В первые минуты меня к себе позвала врач и сунула бумагу, чтобы я расписалась о согласии на лечение, я не стала этого делать. Она сказала о заявлении, которое на меня написала Соболевская, в нём говорилось, что я покушалась на жизнь врача, пыталась её облить кислотой, убить, что выслеживала её дочку в садике, есть свидетель. Если не подпишу согласие добровольно, это заявление отправится в суд, в отделение я пробуду под следствием полгода как минимум, а после решения суда ещё много лет. От её слов мне становилось плохо, понимала, что уже была взрослой, а не ребёнком и они найдут любые основания, чтобы там меня держать. А так как была уверена, что ничего не сделала, была готова к тому, чтобы заявление отправили в суд, и ничего не стала подписывать.
Она назначила препарат, с которым я была знакома, знала его действие, и от услышанного перехватило дыхание, сжалась грудная клетка. Я вспомнила все болезненные ощущения, связанные с ним.
Без уколов тоже не обошлось, как только я вышла из её кабинета, мне его сразу всендручали. Она дала бумагу одной из дежурных медсестёр, видимо зная, что нужно делать. Та начала меня обрабатывать, но я не поддавалась. Потом пришла заведующая какой-то частью, которая дежурила в тот день. Удивительно, но она почему-то поверила моим словам, добавив, что я смогу подать в суд на Соболевскую, но только тогда, когда выйду из больницы, а пока… Потом меня к себе позвал заведующий отделением. Это был мужчина, достаточно молодой. С ним я разговаривала минут пять, а потом упала на колени и просила, просто умоляла, чтобы меня отпустили, что я ничего не сделала. Он сказал, что разрешит мне позвонить домой, и что если я подпишу документ, он переведёт меня в другое отделение, но я подписывать ничего не стала. На этом разговор наш закончился.
Я не могла поверить в то, что человек, который сидел со мной за одним столом, общался, пил чай, ел мои пасхальные пироги, накатал такое заявление!

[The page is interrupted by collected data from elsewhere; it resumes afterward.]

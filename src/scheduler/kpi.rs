//! Results formatter and schedule quality metrics.
//!
//! Turns a mutated process list and its timeline into a [`ResultRecord`].
//!
//! # Metrics
//!
//! | Metric | Definition |
//! |--------|-----------|
//! | Avg Turnaround | mean(finish - arrival) |
//! | Avg Waiting | mean(turnaround - burst) |
//! | CPU Utilization | (total - idle) / total * 100, or 0 when total = 0 |
//!
//! Elapsed time runs from t=0 to the last completion; there is never
//! trailing idle time. All values are rounded to two decimals from their
//! exact binary value, ties to even.
//!
//! # Reference
//! Silberschatz et al. (2018), "Operating System Concepts", Ch. 5.2: Scheduling Criteria

use crate::models::{Metrics, Process, ResultRecord, Segment};
use crate::pid::pid_key;

impl Metrics {
    /// Computes metrics for a completed run.
    ///
    /// An empty process list yields zeroed metrics.
    pub fn calculate(processes: &[Process], total_time: u64, total_idle: u64) -> Self {
        if processes.is_empty() {
            return Self::default();
        }

        let count = processes.len() as f64;
        let total_turnaround: u128 = processes
            .iter()
            .map(|p| u128::from(p.turnaround_time))
            .sum();
        let total_waiting: u128 = processes
            .iter()
            .map(|p| u128::from(p.waiting_time))
            .sum();

        let cpu_utilization = if total_time > 0 {
            total_time.saturating_sub(total_idle) as f64 / total_time as f64 * 100.0
        } else {
            0.0
        };

        Self {
            avg_turnaround_time: round2(total_turnaround as f64 / count),
            avg_waiting_time: round2(total_waiting as f64 / count),
            cpu_utilization: round2(cpu_utilization),
        }
    }
}

/// Builds the result record for one algorithm run.
///
/// Per-process rows are sorted by PID key, independent of execution order.
pub fn format_results(
    algorithm: impl Into<String>,
    processes: &[Process],
    gantt_chart: Vec<Segment>,
    total_time: u64,
    total_idle: u64,
) -> ResultRecord {
    let mut rows: Vec<_> = processes.iter().map(Process::snapshot).collect();
    rows.sort_by_cached_key(|row| pid_key(&row.pid));

    ResultRecord {
        algorithm: algorithm.into(),
        gantt_chart,
        processes: rows,
        metrics: Metrics::calculate(processes, total_time, total_idle),
    }
}

/// Rounds to two decimal places.
///
/// Precision formatting rounds the exact binary value, so 0.025 (stored
/// slightly above the tie) goes up and 0.075 (stored slightly below) goes
/// down. Scaling by 100 first would round the product instead.
fn round2(value: f64) -> f64 {
    format!("{value:.2}").parse().unwrap_or(value)
}

#[cfg(test)]
mod tests {
    use super::*;

    fn completed(pid: &str, arrival: u64, burst: u64, finish: u64) -> Process {
        let mut p = Process::new(pid, arrival, burst, 0);
        p.complete_at(finish);
        p
    }

    #[test]
    fn test_metrics_basic() {
        let ps = vec![completed("P1", 0, 5, 5), completed("P2", 0, 3, 8)];
        let m = Metrics::calculate(&ps, 8, 0);
        assert!((m.avg_turnaround_time - 6.5).abs() < 1e-10);
        assert!((m.avg_waiting_time - 2.5).abs() < 1e-10);
        assert!((m.cpu_utilization - 100.0).abs() < 1e-10);
    }

    #[test]
    fn test_metrics_idle() {
        let ps = vec![completed("P1", 5, 2, 7)];
        let m = Metrics::calculate(&ps, 7, 5);
        assert!((m.cpu_utilization - 28.57).abs() < 1e-10);
    }

    #[test]
    fn test_metrics_zero_total_time() {
        let ps = vec![completed("P1", 0, 0, 0), completed("P2", 0, 0, 0)];
        let m = Metrics::calculate(&ps, 0, 0);
        assert!((m.cpu_utilization - 0.0).abs() < 1e-10);
        assert!((m.avg_turnaround_time - 0.0).abs() < 1e-10);
    }

    #[test]
    fn test_metrics_empty() {
        let m = Metrics::calculate(&[], 10, 2);
        assert_eq!(m, Metrics::default());
    }

    #[test]
    fn test_metrics_rounding() {
        // (1 + 1 + 2) / 3 = 1.333...
        let ps = vec![
            completed("P1", 0, 1, 1),
            completed("P2", 0, 0, 1),
            completed("P3", 0, 0, 2),
        ];
        let m = Metrics::calculate(&ps, 3, 0);
        assert!((m.avg_turnaround_time - 1.33).abs() < 1e-10);
    }

    #[test]
    fn test_round2_ties_to_even() {
        assert!((round2(0.125) - 0.12).abs() < 1e-10);
        assert!((round2(0.375) - 0.38).abs() < 1e-10);
        assert!((round2(15.25) - 15.25).abs() < 1e-10);
    }

    #[test]
    fn test_round2_uses_stored_value() {
        assert_eq!(round2(1.0 / 40.0), 0.03);
        assert_eq!(round2(3.0 / 40.0), 0.07);
        assert_eq!(round2(2.675), 2.67);
    }

    #[test]
    fn test_metrics_average_just_above_tie() {
        // One unit of waiting spread over 40 processes
        let mut ps = vec![completed("P1", 0, 1, 1), completed("P2", 0, 1, 2)];
        for i in 3..=40u64 {
            ps.push(completed(&format!("P{i}"), i * 10, 1, i * 10 + 1));
        }
        let m = Metrics::calculate(&ps, 391, 0);
        assert_eq!(m.avg_waiting_time, 0.03);
    }

    #[test]
    fn test_format_results_sorted_by_pid_key() {
        let ps = vec![
            completed("P10", 0, 1, 3),
            completed("worker", 0, 1, 4),
            completed("P2", 0, 2, 2),
        ];
        let record = format_results("FCFS", &ps, Vec::new(), 4, 0);
        let order: Vec<&str> = record.processes.iter().map(|p| p.pid.as_str()).collect();
        assert_eq!(order, vec!["P2", "P10", "worker"]);
        assert_eq!(record.algorithm, "FCFS");
    }

    #[test]
    fn test_format_results_empty() {
        let record = format_results("SJF", &[], Vec::new(), 0, 0);
        assert!(record.processes.is_empty());
        assert!(record.gantt_chart.is_empty());
        assert_eq!(record.metrics, Metrics::default());
    }
}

Впереди были выходные, ко мне приехала бабушка, я тайно отдала ей крестик, пока его не отняли. Я хотела убежать в тот момент, когда открыли бы дверь, чтобы выпустить мою бабушку, пока меня совсем не обкололи, поделилась с ней своими мыслями. Она запретила мне это делать, ведь я была босая, в холод раздетой босиком по снегу бежать опасно, да и поймать могли, а это ещё страшнее того, если бы я получила воспаление лёгких. Она сказала, чтобы я ничего не подписывала.